Vice-Chancellor and President of the Royal Melbourne Institute of Technology
- Incumbent
- Assumed office January 2022
- Chancellor: Peggy O'Neal
- Preceded by: Martin Bean

Personal details
- Born: 5 February 1963 (age 63) Australia
- Education: University of Sydney (BSc) University of Oxford (PhD)

= Alec Cameron (academic) =

Australian academic (born 1963)

Alexander (Alec) John Cameron (born 5 February 1963) is an Australian engineer and university administrator, currently serving as Vice-Chancellor and President of RMIT University.

==Early life and education==
Cameron was educated at Knox Grammar School (1969–1980) where he was school captain in Year 12.

He attended the University of Sydney in 1981–1985, where he graduated with a Bachelor of Science degree in Pure Mathematics and Physics in 1984, and a Bachelor of Engineering degree with First Class Honours and the University Medal in 1986.

While at Sydney University he played in the breakaway (flanker) position in the university club's first grade rugby union XV.

He was selected as the Rhodes scholar for New South Wales in 1986. At the University of Oxford, he was a member of University College, and obtained his DPhil in the Robotics Research Group in 1989, under the supervision of Hugh Durrant-Whyte. He was a member of Oxford University Rugby Football Club and won a Blue in Rugby in 1988.

==Career==
Cameron joined Philips Research Laboratories in Briarcliff Manor, New York, as a Senior Member of Research Staff from 1989 to 1993.

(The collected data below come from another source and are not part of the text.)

//! Transient hover label.
//!
//! Pointer hover shows the region's name at its label anchor. Touch has
//! no hover, so a long press shows the name in a fixed corner of the map
//! instead; releasing hides it, and a press shorter than the threshold is
//! a tap that toggles the region. Right after a click the label is
//! suppressed for a short cooldown so it does not pop up over the region
//! that was just toggled.

use std::time::Duration;

use web_time::Instant;

use crate::fit::ViewTransform;
use crate::scene::MapScene;
use crate::types::Point;

/// Where the hover label is drawn.
#[derive(Debug, Clone, Copy, PartialEq)]
pub enum Placement {
    /// At a screen position (the region's anchor under the current
    /// transform).
    Anchored(Point),
    /// In the map's fixed top-left corner (touch).
    Corner,
}

/// The visible hover label.
#[derive(Debug, Clone, PartialEq)]
pub struct HoverLabel {
    /// Region name.
    pub name: String,
    /// Placement.
    pub placement: Placement,
}

/// Result of lifting a finger.
#[derive(Debug, Clone, PartialEq, Eq)]
pub enum TouchRelease {
    /// A short press on a region: toggle it.
    Tap(String),
    /// A long press ended; the label was hidden.
    LongPressEnded,
    /// Nothing to do (press on empty map or cancelled).
    None,
}

#[derive(Debug, Clone, PartialEq)]
struct TouchPress {
    name: Option<String>,
    started: Instant,
    shown: bool,
}

/// Tracks the hover label for pointer and touch input.
#[derive(Debug, Clone, PartialEq)]
pub struct HoverTracker {
    cooldown: Duration,
    long_press: Duration,
    last_click: Option<Instant>,
    label: Option<HoverLabel>,
    touch: Option<TouchPress>,
}

impl HoverTracker {
    /// Create a tracker with the given click cooldown and long-press
    /// threshold.
    #[must_use]
    pub const fn new(cooldown: Duration, long_press: Duration) -> Self {
        Self {
            cooldown,
            long_press,
            last_click: None,
            label: None,
            touch: None,
        }
    }

    /// The label to draw, if any.
    #[must_use]
    pub const fn label(&self) -> Option<&HoverLabel> {
        self.label.as_ref()
    }

    fn cooling_down(&self, now: Instant) -> bool {
        self.last_click
            .is_some_and(|at| now.saturating_duration_since(at) < self.cooldown)
    }

    /// Pointer is over `name` (or over no region). Returns `true` if the
    /// label changed.
    pub fn pointer_over(
        &mut self,
        name: Option<&str>,
        scene: &MapScene,
        transform: &ViewTransform,
        now: Instant,
    ) -> bool {
        let next = match name {
            Some(name) if !self.cooling_down(now) => scene.anchor(name).map(|anchor| HoverLabel {
                name: name.to_owned(),
                placement: Placement::Anchored(transform.apply(anchor)),
            }),
            _ => None,
        };
        self.replace(next)
    }

    /// Pointer left the map.
    pub fn pointer_leave(&mut self) -> bool {
        self.replace(None)
    }

    /// A region was clicked: hide the label and start the cooldown.
    pub fn note_click(&mut self, now: Instant) -> bool {
        self.last_click = Some(now);
        self.replace(None)
    }

    /// Re-anchor a pointer label after the transform changed.
    pub fn retarget(&mut self, scene: &MapScene, transform: &ViewTransform) {
        if let Some(label) = &mut self.label
            && let Placement::Anchored(_) = label.placement
        {
            match scene.anchor(&label.name) {
                Some(anchor) => label.placement = Placement::Anchored(transform.apply(anchor)),
                None => self.label = None,
            }
        }
    }

    /// A finger went down on `name` (or on empty map).
    pub fn touch_start(&mut self, name: Option<&str>, now: Instant) -> bool {
        self.touch = Some(TouchPress {
            name: name.map(str::to_owned),
            started: now,
            shown: false,
        });
        self.replace(None)
    }

    /// Check whether the current press has become a long press. Call this
    /// once the threshold has elapsed. Returns `true` if the label
    /// appeared.
    pub fn touch_poll(&mut self, now: Instant) -> bool {
        let Some(press) = &mut self.touch else {
            return false;
        };
        if press.shown || now.saturating_duration_since(press.started) < self.long_press {
            return false;
        }
        let Some(name) = press.name.clone() else {
            return false;
        };
        press.shown = true;
        self.replace(Some(HoverLabel {
            name,
            placement: Placement::Corner,
        }))
    }

    /// The finger lifted. Hides any label.
    pub fn touch_end(&mut self, now: Instant) -> TouchRelease {
        let press = self.touch.take();
        self.replace(None);
        match press {
            Some(TouchPress { shown: true, .. }) => TouchRelease::LongPressEnded,
            Some(TouchPress {
                name: Some(name),
                started,
                ..
            }) if now.saturating_duration_since(started) < self.long_press => {
                self.last_click = Some(now);
                TouchRelease::Tap(name)
            }
            _ => TouchRelease::None,
        }
    }

    /// The press turned into a pan or was cancelled by the browser.
    pub fn touch_cancel(&mut self) -> bool {
        self.touch = None;
        self.replace(None)
    }

    /// Forget all state (scope switch).
    pub fn clear(&mut self) {
        self.label = None;
        self.touch = None;
        self.last_click = None;
    }

    fn replace(&mut self, next: Option<HoverLabel>) -> bool {
        if self.label == next {
            false
        } else {
            self.label = next;
            true
        }
    }
}

#[cfg(test)]
mod tests {
    use super::*;
    use crate::projection::Projection;
    use crate::scope::ScopeId;
    use crate::types::{Region, RegionCollection};
    use geo::{MultiPolygon, polygon};

    struct Flat;

    impl Projection for Flat {
        fn project(&self, lon: f64, lat: f64) -> Option<Point> {
            Some(Point::new(lon, lat))
        }
    }

    fn scene() -> MapScene {
        let region = Region {
            name: "Box".into(),
            geometry: MultiPolygon::new(vec![polygon![
                (x: 0.0, y: 0.0),
                (x: 2.0, y: 0.0),
                (x: 2.0, y: 2.0),
                (x: 0.0, y: 2.0),
                (x: 0.0, y: 0.0),
            ]]),
            properties: serde_json::Map::new(),
        };
        MapScene::build(&RegionCollection::new(ScopeId::World, vec![region]), &Flat)
    }

    fn tracker() -> HoverTracker {
        HoverTracker::new(Duration::from_millis(500), Duration::from_millis(300))
    }

    const TRANSFORM: ViewTransform = ViewTransform {
        scale: 10.0,
        translate: Point::new(5.0, 5.0),
    };

    #[test]
    fn pointer_label_anchors_at_transformed_centroid() {
        let mut h = tracker();
        assert!(h.pointer_over(Some("Box"), &scene(), &TRANSFORM, Instant::now()));
        assert_eq!(
            h.label().map(|l| l.placement),
            Some(Placement::Anchored(Point::new(15.0, 15.0)))
        );
        assert!(!h.pointer_over(Some("Box"), &scene(), &TRANSFORM, Instant::now()));
        assert!(h.pointer_leave());
        assert!(h.label().is_none());
    }

    #[test]
    fn hover_is_suppressed_after_click() {
        let scene = scene();
        let mut h = tracker();
        let t0 = Instant::now();
        h.note_click(t0);
        h.pointer_over(Some("Box"), &scene, &TRANSFORM, t0 + Duration::from_millis(200));
        assert!(h.label().is_none());
        h.pointer_over(Some("Box"), &scene, &TRANSFORM, t0 + Duration::from_millis(600));
        assert!(h.label().is_some());
    }

    #[test]
    fn retarget_follows_transform() {
        let scene = scene();
        let mut h = tracker();
        h.pointer_over(Some("Box"), &scene, &TRANSFORM, Instant::now());
        h.retarget(&scene, &ViewTransform::identity());
        assert_eq!(
            h.label().map(|l| l.placement),
            Some(Placement::Anchored(Point::new(1.0, 1.0)))
        );
    }

    #[test]
    fn long_press_shows_corner_label_until_release() {
        let mut h = tracker();
        let t0 = Instant::now();
        h.touch_start(Some("Box"), t0);
        assert!(!h.touch_poll(t0 + Duration::from_millis(100)));
        assert!(h.touch_poll(t0 + Duration::from_millis(300)));
        assert_eq!(h.label().map(|l| l.placement), Some(Placement::Corner));
        assert_eq!(
            h.touch_end(t0 + Duration::from_millis(900)),
            TouchRelease::LongPressEnded
        );
        assert!(h.label().is_none());
    }

    #[test]
    fn short_press_is_a_tap() {
        let mut h = tracker();
        let t0 = Instant::now();
        h.touch_start(Some("Box"), t0);
        assert_eq!(
            h.touch_end(t0 + Duration::from_millis(120)),
            TouchRelease::Tap("Box".to_owned())
        );
        assert!(h.label().is_none());
    }

    #[test]
    fn press_on_empty_map_does_nothing() {
        let mut h = tracker();
        let t0 = Instant::now();
        h.touch_start(None, t0);
        assert!(!h.touch_poll(t0 + Duration::from_millis(400)));
        assert_eq!(h.touch_end(t0 + Duration::from_millis(450)), TouchRelease::None);
    }

    #[test]
    fn cancelled_press_does_not_tap() {
        let mut h = tracker();
        let t0 = Instant::now();
        h.touch_start(Some("Box"), t0);
        h.touch_cancel();
        assert_eq!(h.touch_end(t0), TouchRelease::None);
    }
}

He then returned to Sydney in 1993 as the founding Program Director of the Australian Graduate School of Engineering Innovation; an Advanced Engineering Centre, jointly established by the University of Sydney and the University of Technology, Sydney.

Cameron then joined Telstra Corporation, holding several senior roles from 1996 to 2000. He then held other positions in the IT sector, with Comindico, Alcatel and Sun Microsystems.

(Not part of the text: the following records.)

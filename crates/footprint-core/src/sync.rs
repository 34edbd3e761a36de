//! Keeps the map shapes, the list rows and the label overlay consistent
//! with the selection.
//!
//! There are two update paths:
//!
//! - **Hot path.** [`RenderSync::toggle`] and the bulk operations update
//!   a read-optimized snapshot and push the visual change straight to a
//!   [`RenderSurface`] (shape highlight, list checkbox), then enqueue the
//!   authoritative mutation. The caller schedules one [`RenderSync::flush`]
//!   on the next tick when asked to; later operations join the same
//!   pending batch. The queue is FIFO, so the store ends up in the same
//!   state as the snapshot.
//! - **Full redraw.** [`RenderSync::frame`] describes every shape for a
//!   declarative re-render. It is only needed on scope switch, resize
//!   and reset, never for individual toggles.
//!
//! Both paths read the same snapshot, so callers that use both stay
//! eventually consistent.

use std::collections::{HashSet, VecDeque};
use std::fmt::Write as _;

use web_time::Instant;

use crate::fit::{ViewTransform, Viewport};
use crate::labels::{LabelDiff, LabelOverlay};
use crate::scene::MapScene;
use crate::scope::ScopeId;
use crate::selection::SelectionStore;

/// Imperative update API for the visual surfaces.
///
/// Implementations skip names they have no element for.
pub trait RenderSurface {
    /// Set or clear the visited highlight of a region's shape.
    fn highlight(&mut self, name: &str, on: bool);

    /// Check or uncheck a region's list row.
    fn set_list_checked(&mut self, name: &str, on: bool);
}

/// A surface that ignores every update.
#[derive(Debug, Clone, Copy, Default)]
pub struct NullSurface;

impl RenderSurface for NullSurface {
    fn highlight(&mut self, _name: &str, _on: bool) {}
    fn set_list_checked(&mut self, _name: &str, _on: bool) {}
}

/// Deterministic element id for a region, e.g. `dom_id("shape", "Côte")`.
///
/// ASCII letters and digits are kept; every other character is written as
/// `_<hex>_`, so distinct names never share an id.
#[must_use]
pub fn dom_id(prefix: &str, name: &str) -> String {
    let mut id = String::with_capacity(prefix.len() + 1 + name.len());
    id.push_str(prefix);
    id.push('-');
    for ch in name.chars() {
        if ch.is_ascii_alphanumeric() {
            id.push(ch);
        } else {
            let _ = write!(id, "_{:x}_", u32::from(ch));
        }
    }
    id
}

/// What the caller must do after a hot-path update.
#[derive(Debug, Clone, Copy, PartialEq, Eq)]
pub enum FlushRequest {
    /// First pending operation: schedule a flush on the next tick.
    Schedule,
    /// A flush is already scheduled; nothing to do.
    Pending,
    /// The operation had no effect.
    Ignored,
}

#[derive(Debug, Clone, PartialEq, Eq)]
enum PendingOp {
    Set(String, bool),
    SelectAll(Vec<String>),
    DeselectAll,
}

/// Result of applying the pending queue.
#[derive(Debug, Clone, Default, PartialEq, Eq)]
pub struct FlushReport {
    /// Operations applied to the store.
    pub applied: usize,
    /// Store version after the flush.
    pub version: u64,
    /// Label changes caused by the flush.
    pub labels: LabelDiff,
}

/// Everything needed to draw one shape.
#[derive(Debug, Clone, PartialEq)]
pub struct ShapeView {
    /// Element id of the shape.
    pub id: String,
    /// Region name.
    pub name: String,
    /// SVG path data in projected coordinates.
    pub path: String,
    /// Whether the region is visited.
    pub selected: bool,
}

/// A full description of the map for a declarative redraw.
#[derive(Debug, Clone, PartialEq)]
pub struct ShapeFrame {
    /// Scope being drawn.
    pub scope: ScopeId,
    /// Transform from projected to screen coordinates.
    pub transform: ViewTransform,
    /// Shapes in draw order.
    pub shapes: Vec<ShapeView>,
}

/// The render synchronizer.
#[derive(Debug, Clone, Default)]
pub struct RenderSync {
    store: SelectionStore,
    snapshot: HashSet<String>,
    known: HashSet<String>,
    pending: VecDeque<PendingOp>,
    scheduled: bool,
}

impl RenderSync {
    /// A synchronizer with no known names.
    #[must_use]
    pub fn new() -> Self {
        Self::default()
    }

    /// Start over for a new region set (scope switch).
    ///
    /// The store, the snapshot and any pending operations are discarded.
    pub fn reset<'a, I>(&mut self, names: I)
    where
        I: IntoIterator<Item = &'a str>,
    {
        self.store.clear();
        self.snapshot.clear();
        self.pending.clear();
        self.scheduled = false;
        self.known = names.into_iter().map(str::to_owned).collect();
    }

    /// Returns `true` if `name` is visited according to the snapshot.
    #[must_use]
    pub fn is_selected(&self, name: &str) -> bool {
        self.snapshot.contains(name)
    }

    /// Number of visited regions according to the snapshot.
    #[must_use]
    pub fn selected_count(&self) -> usize {
        self.snapshot.len()
    }

    /// Number of selectable names.
    #[must_use]
    pub fn known_count(&self) -> usize {
        self.known.len()
    }

    /// Returns `true` if every selectable name is visited.
    #[must_use]
    pub fn all_selected(&self) -> bool {
        !self.known.is_empty() && self.snapshot.len() == self.known.len()
    }

    /// The authoritative store (trails the snapshot until flushed).
    #[must_use]
    pub const fn store(&self) -> &SelectionStore {
        &self.store
    }

    /// Returns `true` while operations wait for a flush.
    #[must_use]
    pub fn has_pending(&self) -> bool {
        !self.pending.is_empty()
    }

    /// Flip one region. Names outside the active region set are ignored.
    pub fn toggle<S: RenderSurface + ?Sized>(&mut self, name: &str, surface: &mut S) -> FlushRequest {
        if !self.known.contains(name) {
            tracing::debug!(name, "ignoring toggle of unknown region");
            return FlushRequest::Ignored;
        }
        let on = if self.snapshot.remove(name) {
            false
        } else {
            self.snapshot.insert(name.to_owned());
            true
        };
        surface.highlight(name, on);
        surface.set_list_checked(name, on);
        self.enqueue(PendingOp::Set(name.to_owned(), on))
    }

    /// Mark every known region visited.
    pub fn select_all<S: RenderSurface + ?Sized>(&mut self, surface: &mut S) -> FlushRequest {
        if self.known.is_empty() {
            return FlushRequest::Ignored;
        }
        for name in &self.known {
            if self.snapshot.insert(name.clone()) {
                surface.highlight(name, true);
                surface.set_list_checked(name, true);
            }
        }
        let mut names: Vec<String> = self.known.iter().cloned().collect();
        names.sort();
        self.enqueue(PendingOp::SelectAll(names))
    }

    /// Clear the selection.
    pub fn deselect_all<S: RenderSurface + ?Sized>(&mut self, surface: &mut S) -> FlushRequest {
        for name in self.snapshot.drain() {
            surface.highlight(&name, false);
            surface.set_list_checked(&name, false);
        }
        self.enqueue(PendingOp::DeselectAll)
    }

    /// Select all, or deselect all when everything is already selected.
    pub fn toggle_all<S: RenderSurface + ?Sized>(&mut self, surface: &mut S) -> FlushRequest {
        if self.all_selected() {
            self.deselect_all(surface)
        } else {
            self.select_all(surface)
        }
    }

    fn enqueue(&mut self, op: PendingOp) -> FlushRequest {
        self.pending.push_back(op);
        if self.scheduled {
            FlushRequest::Pending
        } else {
            self.scheduled = true;
            FlushRequest::Schedule
        }
    }

    /// Apply pending operations to the store in order and update the
    /// label overlay.
    pub fn flush(&mut self, scene: &MapScene, labels: &mut LabelOverlay, now: Instant) -> FlushReport {
        let mut applied = 0;
        while let Some(op) = self.pending.pop_front() {
            match op {
                PendingOp::Set(name, on) => {
                    self.store.set(&name, on);
                }
                PendingOp::SelectAll(names) => self.store.select_all(names),
                PendingOp::DeselectAll => self.store.deselect_all(),
            }
            applied += 1;
        }
        self.scheduled = false;
        let labels = if applied > 0 {
            labels.reconcile(scene, &self.store, now)
        } else {
            LabelDiff::default()
        };
        FlushReport {
            applied,
            version: self.store.version(),
            labels,
        }
    }

    /// Describe every shape for a full redraw.
    #[must_use]
    pub fn frame(&self, scene: &MapScene, viewport: &Viewport) -> ShapeFrame {
        ShapeFrame {
            scope: scene.scope(),
            transform: viewport.current(),
            shapes: scene
                .shapes()
                .iter()
                .map(|shape| ShapeView {
                    id: dom_id("shape", &shape.name),
                    name: shape.name.clone(),
                    path: shape.path.clone(),
                    selected: self.snapshot.contains(&shape.name),
                })
                .collect(),
        }
    }
}

#[cfg(test)]
mod tests {
    use super::*;
    use std::collections::HashMap;
    use std::time::Duration;

    /// Records the last state pushed for each name.
    #[derive(Default)]
    struct Recorder {
        shapes: HashMap<String, bool>,
        rows: HashMap<String, bool>,
        calls: usize,
    }

    impl RenderSurface for Recorder {
        fn highlight(&mut self, name: &str, on: bool) {
            self.shapes.insert(name.to_owned(), on);
            self.calls += 1;
        }

        fn set_list_checked(&mut self, name: &str, on: bool) {
            self.rows.insert(name.to_owned(), on);
            self.calls += 1;
        }
    }

    fn sync() -> RenderSync {
        let mut s = RenderSync::new();
        s.reset(["A", "B", "C"]);
        s
    }

    fn overlay() -> LabelOverlay {
        LabelOverlay::new(Duration::from_millis(250))
    }

    #[test]
    fn toggle_updates_surface_immediately_and_store_on_flush() {
        let mut s = sync();
        let mut surface = Recorder::default();
        assert_eq!(s.toggle("A", &mut surface), FlushRequest::Schedule);
        assert!(s.is_selected("A"));
        assert_eq!(surface.shapes.get("A"), Some(&true));
        assert_eq!(surface.rows.get("A"), Some(&true));
        assert!(!s.store().contains("A"));

        let scene = MapScene::empty(ScopeId::World);
        let report = s.flush(&scene, &mut overlay(), Instant::now());
        assert_eq!(report.applied, 1);
        assert!(s.store().contains("A"));
        assert!(!s.has_pending());
    }

    #[test]
    fn only_first_pending_op_schedules() {
        let mut s = sync();
        let mut surface = NullSurface;
        assert_eq!(s.toggle("A", &mut surface), FlushRequest::Schedule);
        assert_eq!(s.toggle("B", &mut surface), FlushRequest::Pending);
        assert_eq!(s.toggle("A", &mut surface), FlushRequest::Pending);
        let scene = MapScene::empty(ScopeId::World);
        s.flush(&scene, &mut overlay(), Instant::now());
        assert!(s.store().equals_all(["B"]));
        assert_eq!(s.toggle("C", &mut surface), FlushRequest::Schedule);
    }

    #[test]
    fn unknown_names_are_ignored() {
        let mut s = sync();
        let mut surface = Recorder::default();
        assert_eq!(s.toggle("Atlantis", &mut surface), FlushRequest::Ignored);
        assert_eq!(surface.calls, 0);
        assert_eq!(s.selected_count(), 0);
    }

    #[test]
    fn select_all_touches_only_unselected() {
        let mut s = sync();
        let mut surface = Recorder::default();
        s.toggle("A", &mut surface);
        surface.calls = 0;
        s.select_all(&mut surface);
        assert_eq!(surface.calls, 4);
        assert!(s.all_selected());
    }

    #[test]
    fn toggle_all_alternates() {
        let mut s = sync();
        let mut surface = Recorder::default();
        s.toggle_all(&mut surface);
        assert_eq!(s.selected_count(), 3);
        s.toggle_all(&mut surface);
        assert_eq!(s.selected_count(), 0);
        assert!(surface.shapes.values().all(|on| !on));

        let scene = MapScene::empty(ScopeId::World);
        s.flush(&scene, &mut overlay(), Instant::now());
        assert!(s.store().is_empty());
    }

    #[test]
    fn reset_discards_everything() {
        let mut s = sync();
        s.toggle("A", &mut NullSurface);
        s.reset(["X"]);
        assert_eq!(s.selected_count(), 0);
        assert!(!s.has_pending());
        assert_eq!(s.toggle("A", &mut NullSurface), FlushRequest::Ignored);
        assert_eq!(s.toggle("X", &mut NullSurface), FlushRequest::Schedule);
    }

    #[test]
    fn dom_ids_are_unique_and_safe() {
        assert_eq!(dom_id("shape", "France"), "shape-France");
        assert_eq!(dom_id("row", "Côte d'Ivoire"), "row-C_f4_te_20_d_27_Ivoire");
        assert_ne!(dom_id("shape", "a b"), dom_id("shape", "a_20_b"));
    }
}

In 2003, he joined the University of New South Wales as Deputy Vice-Chancellor (Resource and Infrastructure). In 2006, he led a review of the Faculty of Commerce and Economics and the Australian Graduate School of Management, leading to a recommendation for their merger, He was appointed as the inaugural dean to achieve this merger and lead the newly created UNSW Business School, holding this position until December 2012. He was president of the Australian Business Deans' Council from 2014 to 2015.

Cameron commenced as Deputy Vice-Chancellor (Education) at the University of Western Australia, in January 2013. In 2015, he attended the Advanced Management Program at Harvard Business School.

He commenced as Vice-Chancellor and Chief Executive at Aston University in September 2016. In 2018, he was one of 5 candidates for The Guardian University Award for the Most Inspiring Leader. Cameron has held several Board positions in association with his role at Aston including:

- Board member of Midlands Innovation and chair from 2019 to 2021.
- Board member of Universities West Midlands and chair from 2017 to 2019.
- Board member of Midlands Engine from 2019 to 2021.
- Board member of the Greater Birmingham and Solihull Local Enterprise Partnership 2019–2021.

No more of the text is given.